■ Task description ■
Range to output from the entries below: the line containing "relayed += 1;" through the line containing "after the token.". Set it down exactly, ends included, nothing else.

BEGIN The data

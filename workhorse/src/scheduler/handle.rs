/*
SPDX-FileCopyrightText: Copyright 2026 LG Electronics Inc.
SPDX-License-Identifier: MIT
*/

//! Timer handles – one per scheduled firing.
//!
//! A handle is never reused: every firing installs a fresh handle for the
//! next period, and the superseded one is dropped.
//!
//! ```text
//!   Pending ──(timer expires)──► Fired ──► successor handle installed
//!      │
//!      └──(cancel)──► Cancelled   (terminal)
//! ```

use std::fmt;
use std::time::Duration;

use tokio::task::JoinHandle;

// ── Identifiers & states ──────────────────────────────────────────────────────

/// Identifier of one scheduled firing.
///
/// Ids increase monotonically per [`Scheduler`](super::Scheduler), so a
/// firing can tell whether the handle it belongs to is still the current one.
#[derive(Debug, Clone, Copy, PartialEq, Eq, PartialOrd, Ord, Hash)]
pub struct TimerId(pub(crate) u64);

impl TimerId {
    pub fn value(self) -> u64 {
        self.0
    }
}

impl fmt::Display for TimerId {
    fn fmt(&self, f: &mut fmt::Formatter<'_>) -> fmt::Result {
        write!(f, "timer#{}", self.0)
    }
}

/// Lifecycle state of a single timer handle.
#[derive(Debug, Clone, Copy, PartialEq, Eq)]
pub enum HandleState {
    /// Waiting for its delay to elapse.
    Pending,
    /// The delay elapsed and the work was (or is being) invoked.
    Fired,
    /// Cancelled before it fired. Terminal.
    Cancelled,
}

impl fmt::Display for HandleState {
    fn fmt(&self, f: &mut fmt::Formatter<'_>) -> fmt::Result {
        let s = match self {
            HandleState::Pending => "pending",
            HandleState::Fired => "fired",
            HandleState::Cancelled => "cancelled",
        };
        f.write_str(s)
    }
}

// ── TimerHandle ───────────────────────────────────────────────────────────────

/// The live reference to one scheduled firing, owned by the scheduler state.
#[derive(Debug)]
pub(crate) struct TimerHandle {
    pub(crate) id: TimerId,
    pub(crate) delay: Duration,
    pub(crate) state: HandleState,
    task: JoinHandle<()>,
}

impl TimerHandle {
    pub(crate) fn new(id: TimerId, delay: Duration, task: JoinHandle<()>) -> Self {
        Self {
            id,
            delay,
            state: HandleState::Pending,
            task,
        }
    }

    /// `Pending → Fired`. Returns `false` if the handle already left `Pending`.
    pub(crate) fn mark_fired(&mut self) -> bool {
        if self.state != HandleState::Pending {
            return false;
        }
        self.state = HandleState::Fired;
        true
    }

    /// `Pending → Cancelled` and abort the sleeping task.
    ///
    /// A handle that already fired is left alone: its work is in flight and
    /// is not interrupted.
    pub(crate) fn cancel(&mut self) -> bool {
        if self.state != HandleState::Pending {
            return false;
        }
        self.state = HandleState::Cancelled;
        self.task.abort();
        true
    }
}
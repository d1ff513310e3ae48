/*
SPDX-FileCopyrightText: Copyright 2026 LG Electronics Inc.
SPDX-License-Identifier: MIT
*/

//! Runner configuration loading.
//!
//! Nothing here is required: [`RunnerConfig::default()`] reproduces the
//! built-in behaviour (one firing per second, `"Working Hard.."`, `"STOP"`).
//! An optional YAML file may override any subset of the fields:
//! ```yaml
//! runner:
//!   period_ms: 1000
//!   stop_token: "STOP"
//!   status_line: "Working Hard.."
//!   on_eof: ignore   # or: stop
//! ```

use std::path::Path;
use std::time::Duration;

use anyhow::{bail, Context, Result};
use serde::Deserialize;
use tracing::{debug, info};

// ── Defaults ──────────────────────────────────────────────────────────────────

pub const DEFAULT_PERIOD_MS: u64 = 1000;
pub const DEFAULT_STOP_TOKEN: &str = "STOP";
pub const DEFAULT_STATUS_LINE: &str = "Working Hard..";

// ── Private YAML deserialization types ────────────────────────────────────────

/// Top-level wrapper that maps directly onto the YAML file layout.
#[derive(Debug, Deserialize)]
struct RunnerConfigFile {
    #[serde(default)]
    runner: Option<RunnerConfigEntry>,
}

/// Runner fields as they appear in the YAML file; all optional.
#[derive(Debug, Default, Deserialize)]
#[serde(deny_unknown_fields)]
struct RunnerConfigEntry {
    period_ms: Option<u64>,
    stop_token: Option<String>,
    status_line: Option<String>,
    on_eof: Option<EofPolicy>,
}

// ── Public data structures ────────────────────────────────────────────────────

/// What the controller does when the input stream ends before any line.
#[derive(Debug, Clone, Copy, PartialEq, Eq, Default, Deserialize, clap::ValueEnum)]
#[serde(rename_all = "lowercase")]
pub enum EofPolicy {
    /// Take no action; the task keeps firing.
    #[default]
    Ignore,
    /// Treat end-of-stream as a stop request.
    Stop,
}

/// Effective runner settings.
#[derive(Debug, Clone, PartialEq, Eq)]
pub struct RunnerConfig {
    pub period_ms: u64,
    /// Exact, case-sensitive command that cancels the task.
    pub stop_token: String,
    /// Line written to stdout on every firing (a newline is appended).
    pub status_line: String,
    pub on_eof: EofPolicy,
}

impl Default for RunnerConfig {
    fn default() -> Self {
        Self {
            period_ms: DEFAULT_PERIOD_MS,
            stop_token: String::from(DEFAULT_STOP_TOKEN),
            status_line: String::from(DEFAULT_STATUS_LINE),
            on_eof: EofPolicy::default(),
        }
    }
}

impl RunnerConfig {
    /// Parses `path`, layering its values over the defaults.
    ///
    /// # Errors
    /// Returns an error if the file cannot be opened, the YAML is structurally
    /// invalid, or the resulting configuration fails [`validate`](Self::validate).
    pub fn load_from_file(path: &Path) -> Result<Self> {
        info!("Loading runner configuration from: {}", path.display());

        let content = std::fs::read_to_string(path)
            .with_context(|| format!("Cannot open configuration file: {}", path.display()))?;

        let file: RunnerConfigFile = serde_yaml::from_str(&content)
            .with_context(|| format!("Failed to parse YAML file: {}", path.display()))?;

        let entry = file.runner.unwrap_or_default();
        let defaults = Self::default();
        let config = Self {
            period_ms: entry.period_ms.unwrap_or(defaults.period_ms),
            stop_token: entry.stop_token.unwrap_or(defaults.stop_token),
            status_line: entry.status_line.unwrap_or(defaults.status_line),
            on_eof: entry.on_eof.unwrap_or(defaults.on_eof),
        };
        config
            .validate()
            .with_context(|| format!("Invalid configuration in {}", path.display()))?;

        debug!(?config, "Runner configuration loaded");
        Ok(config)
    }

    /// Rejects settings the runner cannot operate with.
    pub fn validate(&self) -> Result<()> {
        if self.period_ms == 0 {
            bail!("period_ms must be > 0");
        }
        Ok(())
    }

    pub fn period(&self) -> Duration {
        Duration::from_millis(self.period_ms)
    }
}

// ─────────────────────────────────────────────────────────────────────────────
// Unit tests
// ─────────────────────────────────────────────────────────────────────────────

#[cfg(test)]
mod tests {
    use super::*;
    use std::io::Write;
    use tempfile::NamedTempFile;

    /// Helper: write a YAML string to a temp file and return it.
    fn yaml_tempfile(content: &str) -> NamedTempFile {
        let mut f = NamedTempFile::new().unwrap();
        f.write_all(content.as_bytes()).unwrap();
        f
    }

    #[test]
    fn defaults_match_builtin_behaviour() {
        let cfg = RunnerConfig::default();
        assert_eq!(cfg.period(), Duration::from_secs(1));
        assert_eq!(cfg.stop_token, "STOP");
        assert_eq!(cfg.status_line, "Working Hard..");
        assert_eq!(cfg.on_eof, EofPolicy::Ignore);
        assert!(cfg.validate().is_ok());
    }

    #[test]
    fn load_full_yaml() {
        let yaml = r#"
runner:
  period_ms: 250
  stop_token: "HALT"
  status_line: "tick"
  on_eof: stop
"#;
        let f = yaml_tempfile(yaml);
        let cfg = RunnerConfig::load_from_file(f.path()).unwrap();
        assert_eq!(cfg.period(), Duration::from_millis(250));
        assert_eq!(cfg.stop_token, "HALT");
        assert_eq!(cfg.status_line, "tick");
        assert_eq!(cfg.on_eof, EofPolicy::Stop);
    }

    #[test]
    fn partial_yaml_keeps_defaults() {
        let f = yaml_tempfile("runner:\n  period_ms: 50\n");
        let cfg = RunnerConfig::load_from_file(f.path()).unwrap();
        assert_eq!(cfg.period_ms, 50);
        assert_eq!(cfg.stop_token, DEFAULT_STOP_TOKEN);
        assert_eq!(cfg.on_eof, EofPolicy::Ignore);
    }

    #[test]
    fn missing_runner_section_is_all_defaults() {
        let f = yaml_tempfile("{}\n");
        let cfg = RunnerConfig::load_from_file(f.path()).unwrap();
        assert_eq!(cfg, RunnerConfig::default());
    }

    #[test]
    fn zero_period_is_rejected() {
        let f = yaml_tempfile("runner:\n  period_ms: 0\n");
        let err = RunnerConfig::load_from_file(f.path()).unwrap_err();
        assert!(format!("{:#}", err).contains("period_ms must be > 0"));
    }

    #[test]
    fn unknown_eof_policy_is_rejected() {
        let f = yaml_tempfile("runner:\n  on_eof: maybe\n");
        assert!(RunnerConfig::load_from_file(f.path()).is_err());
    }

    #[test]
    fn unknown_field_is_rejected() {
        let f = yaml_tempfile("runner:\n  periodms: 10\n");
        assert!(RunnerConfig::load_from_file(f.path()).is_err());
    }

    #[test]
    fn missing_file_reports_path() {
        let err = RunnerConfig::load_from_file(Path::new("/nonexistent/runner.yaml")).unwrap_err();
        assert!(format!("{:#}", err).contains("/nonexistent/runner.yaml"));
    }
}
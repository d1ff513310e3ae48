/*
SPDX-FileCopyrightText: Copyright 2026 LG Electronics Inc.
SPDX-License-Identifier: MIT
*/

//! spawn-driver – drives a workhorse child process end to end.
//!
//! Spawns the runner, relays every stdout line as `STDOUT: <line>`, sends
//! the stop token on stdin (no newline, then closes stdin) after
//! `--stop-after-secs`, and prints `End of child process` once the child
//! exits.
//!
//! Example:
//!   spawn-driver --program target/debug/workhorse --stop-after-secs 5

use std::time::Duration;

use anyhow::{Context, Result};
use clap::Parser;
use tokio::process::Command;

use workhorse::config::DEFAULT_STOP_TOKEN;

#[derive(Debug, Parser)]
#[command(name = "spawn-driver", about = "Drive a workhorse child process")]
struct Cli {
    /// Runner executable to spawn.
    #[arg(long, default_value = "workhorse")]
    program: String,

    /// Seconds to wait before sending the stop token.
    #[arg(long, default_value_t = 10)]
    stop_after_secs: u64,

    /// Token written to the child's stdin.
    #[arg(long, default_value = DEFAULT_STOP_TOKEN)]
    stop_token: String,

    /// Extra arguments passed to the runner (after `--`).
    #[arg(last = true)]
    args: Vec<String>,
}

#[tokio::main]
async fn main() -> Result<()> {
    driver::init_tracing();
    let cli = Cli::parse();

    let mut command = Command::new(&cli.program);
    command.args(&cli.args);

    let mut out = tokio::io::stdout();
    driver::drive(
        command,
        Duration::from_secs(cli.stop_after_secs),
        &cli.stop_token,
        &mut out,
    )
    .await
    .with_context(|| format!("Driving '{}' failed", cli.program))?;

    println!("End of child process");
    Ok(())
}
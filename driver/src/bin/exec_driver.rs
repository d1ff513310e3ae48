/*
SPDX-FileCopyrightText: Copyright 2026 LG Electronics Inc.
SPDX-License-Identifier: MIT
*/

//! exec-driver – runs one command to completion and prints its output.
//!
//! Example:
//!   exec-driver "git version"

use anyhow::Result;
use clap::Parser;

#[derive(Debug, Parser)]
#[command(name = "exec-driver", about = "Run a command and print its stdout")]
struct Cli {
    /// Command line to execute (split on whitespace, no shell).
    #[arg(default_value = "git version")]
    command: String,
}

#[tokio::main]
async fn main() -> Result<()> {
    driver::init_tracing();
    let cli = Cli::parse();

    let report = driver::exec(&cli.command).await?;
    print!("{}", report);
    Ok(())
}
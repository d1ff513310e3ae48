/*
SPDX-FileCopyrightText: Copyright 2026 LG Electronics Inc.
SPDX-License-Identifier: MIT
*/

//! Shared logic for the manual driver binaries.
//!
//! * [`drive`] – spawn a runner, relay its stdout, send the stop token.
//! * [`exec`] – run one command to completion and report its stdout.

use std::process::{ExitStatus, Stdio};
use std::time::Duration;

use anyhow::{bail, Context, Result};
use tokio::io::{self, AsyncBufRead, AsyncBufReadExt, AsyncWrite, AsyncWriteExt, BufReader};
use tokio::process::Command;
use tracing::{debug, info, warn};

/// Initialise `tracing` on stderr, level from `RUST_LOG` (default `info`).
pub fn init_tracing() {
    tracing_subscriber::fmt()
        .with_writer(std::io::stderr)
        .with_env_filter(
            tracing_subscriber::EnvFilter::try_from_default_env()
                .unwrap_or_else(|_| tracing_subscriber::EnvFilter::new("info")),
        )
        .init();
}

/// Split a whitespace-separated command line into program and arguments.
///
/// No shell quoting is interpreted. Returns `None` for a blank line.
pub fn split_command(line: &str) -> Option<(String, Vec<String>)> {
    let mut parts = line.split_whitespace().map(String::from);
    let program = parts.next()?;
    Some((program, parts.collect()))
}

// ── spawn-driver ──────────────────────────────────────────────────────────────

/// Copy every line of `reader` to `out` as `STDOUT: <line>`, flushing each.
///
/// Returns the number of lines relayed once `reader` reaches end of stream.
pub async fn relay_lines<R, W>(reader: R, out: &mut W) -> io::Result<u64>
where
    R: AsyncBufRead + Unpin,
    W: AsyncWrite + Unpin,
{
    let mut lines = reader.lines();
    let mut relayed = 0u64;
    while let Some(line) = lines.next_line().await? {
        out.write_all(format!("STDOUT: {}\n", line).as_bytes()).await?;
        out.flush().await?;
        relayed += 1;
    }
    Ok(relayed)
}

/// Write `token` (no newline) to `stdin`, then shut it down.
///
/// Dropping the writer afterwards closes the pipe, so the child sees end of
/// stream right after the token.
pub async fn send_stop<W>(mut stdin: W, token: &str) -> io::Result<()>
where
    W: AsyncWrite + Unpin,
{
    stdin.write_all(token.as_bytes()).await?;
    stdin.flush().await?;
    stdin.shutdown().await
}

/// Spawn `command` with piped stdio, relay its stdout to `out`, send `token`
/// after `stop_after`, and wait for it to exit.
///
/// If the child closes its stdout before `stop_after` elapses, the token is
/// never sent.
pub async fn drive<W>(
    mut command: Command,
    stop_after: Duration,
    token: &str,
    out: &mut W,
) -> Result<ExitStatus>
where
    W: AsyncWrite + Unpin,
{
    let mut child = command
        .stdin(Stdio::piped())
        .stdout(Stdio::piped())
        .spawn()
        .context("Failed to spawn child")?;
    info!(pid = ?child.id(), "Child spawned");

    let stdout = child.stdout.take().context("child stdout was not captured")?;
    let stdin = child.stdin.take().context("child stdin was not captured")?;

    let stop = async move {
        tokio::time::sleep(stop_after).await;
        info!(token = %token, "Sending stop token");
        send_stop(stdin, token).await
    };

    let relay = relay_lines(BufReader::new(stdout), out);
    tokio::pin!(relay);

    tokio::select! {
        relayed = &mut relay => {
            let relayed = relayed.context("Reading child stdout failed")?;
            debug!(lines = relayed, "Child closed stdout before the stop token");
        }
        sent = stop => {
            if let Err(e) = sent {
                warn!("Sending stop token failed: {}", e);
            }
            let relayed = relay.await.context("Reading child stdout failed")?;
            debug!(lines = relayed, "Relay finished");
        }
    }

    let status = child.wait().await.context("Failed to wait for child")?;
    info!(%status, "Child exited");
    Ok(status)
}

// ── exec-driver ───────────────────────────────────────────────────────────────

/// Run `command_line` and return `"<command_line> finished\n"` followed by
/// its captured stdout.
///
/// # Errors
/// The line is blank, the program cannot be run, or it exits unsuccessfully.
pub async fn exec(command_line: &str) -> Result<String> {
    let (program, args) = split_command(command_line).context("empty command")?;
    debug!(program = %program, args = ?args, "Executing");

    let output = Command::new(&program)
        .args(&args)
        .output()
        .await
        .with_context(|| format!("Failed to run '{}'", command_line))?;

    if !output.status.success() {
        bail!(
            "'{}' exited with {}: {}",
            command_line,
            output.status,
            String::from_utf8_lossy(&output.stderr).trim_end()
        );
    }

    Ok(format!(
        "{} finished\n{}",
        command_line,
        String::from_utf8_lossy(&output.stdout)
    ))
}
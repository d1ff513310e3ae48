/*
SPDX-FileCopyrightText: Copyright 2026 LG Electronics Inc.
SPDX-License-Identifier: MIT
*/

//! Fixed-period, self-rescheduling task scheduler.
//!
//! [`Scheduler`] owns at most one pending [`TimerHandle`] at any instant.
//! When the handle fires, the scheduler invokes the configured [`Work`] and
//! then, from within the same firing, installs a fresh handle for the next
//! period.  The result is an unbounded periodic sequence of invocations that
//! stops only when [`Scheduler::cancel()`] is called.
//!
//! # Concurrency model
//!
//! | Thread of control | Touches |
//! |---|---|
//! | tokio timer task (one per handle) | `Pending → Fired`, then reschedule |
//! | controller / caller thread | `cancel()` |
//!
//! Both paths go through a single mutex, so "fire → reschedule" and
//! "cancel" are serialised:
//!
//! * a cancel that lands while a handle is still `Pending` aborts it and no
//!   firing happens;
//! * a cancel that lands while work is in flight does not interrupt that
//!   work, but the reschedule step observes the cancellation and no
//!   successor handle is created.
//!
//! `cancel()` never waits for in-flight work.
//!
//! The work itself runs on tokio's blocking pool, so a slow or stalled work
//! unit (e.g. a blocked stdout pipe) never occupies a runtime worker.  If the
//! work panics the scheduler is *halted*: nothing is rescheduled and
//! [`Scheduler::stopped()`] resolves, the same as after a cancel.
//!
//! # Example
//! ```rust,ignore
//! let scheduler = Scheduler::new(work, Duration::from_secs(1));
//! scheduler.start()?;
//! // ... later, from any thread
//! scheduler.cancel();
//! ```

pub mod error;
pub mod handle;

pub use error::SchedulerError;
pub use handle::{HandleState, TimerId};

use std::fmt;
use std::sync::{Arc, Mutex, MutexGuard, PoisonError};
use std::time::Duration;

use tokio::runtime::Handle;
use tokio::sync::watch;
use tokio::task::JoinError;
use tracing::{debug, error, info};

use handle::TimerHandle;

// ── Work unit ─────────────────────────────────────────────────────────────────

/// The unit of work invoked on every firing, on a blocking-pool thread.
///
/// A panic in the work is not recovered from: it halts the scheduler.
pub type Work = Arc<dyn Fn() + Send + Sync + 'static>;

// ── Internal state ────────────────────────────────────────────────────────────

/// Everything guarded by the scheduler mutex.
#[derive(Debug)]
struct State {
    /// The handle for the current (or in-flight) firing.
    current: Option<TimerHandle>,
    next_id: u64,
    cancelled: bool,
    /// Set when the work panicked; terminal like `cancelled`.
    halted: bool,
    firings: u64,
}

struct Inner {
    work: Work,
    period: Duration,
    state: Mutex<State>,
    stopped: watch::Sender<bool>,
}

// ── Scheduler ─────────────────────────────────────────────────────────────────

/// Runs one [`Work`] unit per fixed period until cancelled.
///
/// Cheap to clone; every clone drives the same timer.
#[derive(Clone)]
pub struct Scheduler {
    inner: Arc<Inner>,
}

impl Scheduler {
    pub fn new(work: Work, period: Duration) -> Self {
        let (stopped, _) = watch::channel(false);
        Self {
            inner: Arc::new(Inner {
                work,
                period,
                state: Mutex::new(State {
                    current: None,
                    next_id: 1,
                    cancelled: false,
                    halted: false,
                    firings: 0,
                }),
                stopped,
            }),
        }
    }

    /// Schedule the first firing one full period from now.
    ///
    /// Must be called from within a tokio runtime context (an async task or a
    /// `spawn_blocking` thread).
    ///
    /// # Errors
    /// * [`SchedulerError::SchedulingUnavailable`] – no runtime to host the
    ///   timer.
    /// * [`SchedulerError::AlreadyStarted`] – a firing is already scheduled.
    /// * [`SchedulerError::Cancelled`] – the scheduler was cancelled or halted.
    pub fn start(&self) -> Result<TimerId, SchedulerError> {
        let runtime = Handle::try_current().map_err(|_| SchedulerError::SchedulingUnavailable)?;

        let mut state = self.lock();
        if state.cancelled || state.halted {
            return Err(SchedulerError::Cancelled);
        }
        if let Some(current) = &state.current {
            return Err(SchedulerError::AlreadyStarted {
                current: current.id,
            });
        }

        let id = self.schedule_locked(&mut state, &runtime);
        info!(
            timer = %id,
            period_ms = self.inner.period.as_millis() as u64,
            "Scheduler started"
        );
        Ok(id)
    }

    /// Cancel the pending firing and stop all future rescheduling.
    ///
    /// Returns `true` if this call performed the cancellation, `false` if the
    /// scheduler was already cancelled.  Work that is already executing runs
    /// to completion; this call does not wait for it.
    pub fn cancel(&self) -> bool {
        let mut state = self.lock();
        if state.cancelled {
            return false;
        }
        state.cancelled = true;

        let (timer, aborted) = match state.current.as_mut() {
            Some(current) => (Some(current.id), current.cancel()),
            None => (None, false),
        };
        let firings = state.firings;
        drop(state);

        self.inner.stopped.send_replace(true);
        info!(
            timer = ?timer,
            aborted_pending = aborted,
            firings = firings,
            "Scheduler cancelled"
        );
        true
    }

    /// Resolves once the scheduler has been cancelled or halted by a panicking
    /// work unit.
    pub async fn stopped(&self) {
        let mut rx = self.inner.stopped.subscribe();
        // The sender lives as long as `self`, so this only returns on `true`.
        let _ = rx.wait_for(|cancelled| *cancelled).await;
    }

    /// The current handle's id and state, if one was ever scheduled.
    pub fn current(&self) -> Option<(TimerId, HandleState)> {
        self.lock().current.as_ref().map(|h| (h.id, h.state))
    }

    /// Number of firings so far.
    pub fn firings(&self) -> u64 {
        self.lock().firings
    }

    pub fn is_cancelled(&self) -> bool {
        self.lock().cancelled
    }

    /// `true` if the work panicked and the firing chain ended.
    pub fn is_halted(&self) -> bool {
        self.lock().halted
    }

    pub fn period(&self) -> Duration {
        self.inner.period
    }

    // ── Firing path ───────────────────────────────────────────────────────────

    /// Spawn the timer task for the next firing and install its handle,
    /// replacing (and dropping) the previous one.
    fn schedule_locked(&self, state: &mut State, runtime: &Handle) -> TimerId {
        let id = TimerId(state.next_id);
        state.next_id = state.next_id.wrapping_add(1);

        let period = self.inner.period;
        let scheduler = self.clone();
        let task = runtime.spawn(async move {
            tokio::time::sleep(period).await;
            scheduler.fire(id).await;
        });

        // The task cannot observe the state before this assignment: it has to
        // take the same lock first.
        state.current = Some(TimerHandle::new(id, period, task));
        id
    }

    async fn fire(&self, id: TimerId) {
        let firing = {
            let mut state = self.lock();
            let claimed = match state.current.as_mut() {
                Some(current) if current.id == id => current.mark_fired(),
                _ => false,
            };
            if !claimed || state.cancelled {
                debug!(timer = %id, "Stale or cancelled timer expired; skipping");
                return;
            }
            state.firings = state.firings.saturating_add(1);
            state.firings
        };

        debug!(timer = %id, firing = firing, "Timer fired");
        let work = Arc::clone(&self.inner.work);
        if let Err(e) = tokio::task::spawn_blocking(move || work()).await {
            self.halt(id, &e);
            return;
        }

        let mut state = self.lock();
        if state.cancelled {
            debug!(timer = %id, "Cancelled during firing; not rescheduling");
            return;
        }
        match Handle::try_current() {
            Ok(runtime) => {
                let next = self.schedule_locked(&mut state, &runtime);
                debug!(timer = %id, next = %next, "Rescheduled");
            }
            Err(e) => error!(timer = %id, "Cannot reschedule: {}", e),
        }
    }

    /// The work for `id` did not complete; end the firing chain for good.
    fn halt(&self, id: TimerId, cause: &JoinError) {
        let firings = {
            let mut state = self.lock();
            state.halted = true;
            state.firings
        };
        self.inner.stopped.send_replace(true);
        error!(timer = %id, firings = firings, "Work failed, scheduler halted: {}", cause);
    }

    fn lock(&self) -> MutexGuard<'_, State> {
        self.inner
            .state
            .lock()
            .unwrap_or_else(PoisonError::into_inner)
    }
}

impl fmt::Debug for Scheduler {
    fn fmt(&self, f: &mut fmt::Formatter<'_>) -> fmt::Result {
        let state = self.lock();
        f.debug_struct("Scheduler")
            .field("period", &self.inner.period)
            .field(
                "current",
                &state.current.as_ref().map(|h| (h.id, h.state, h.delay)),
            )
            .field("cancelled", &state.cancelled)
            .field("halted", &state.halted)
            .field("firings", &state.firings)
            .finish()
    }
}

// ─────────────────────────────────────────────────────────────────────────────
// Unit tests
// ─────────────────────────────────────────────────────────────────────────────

END The data

■ Answer space ■
        relayed += 1;
    }
    Ok(relayed)
}

/// Write `token` (no newline) to `stdin`, then shut it down.
///
/// Dropping the writer afterwards closes the pipe, so the child sees end of
/// stream right after the token.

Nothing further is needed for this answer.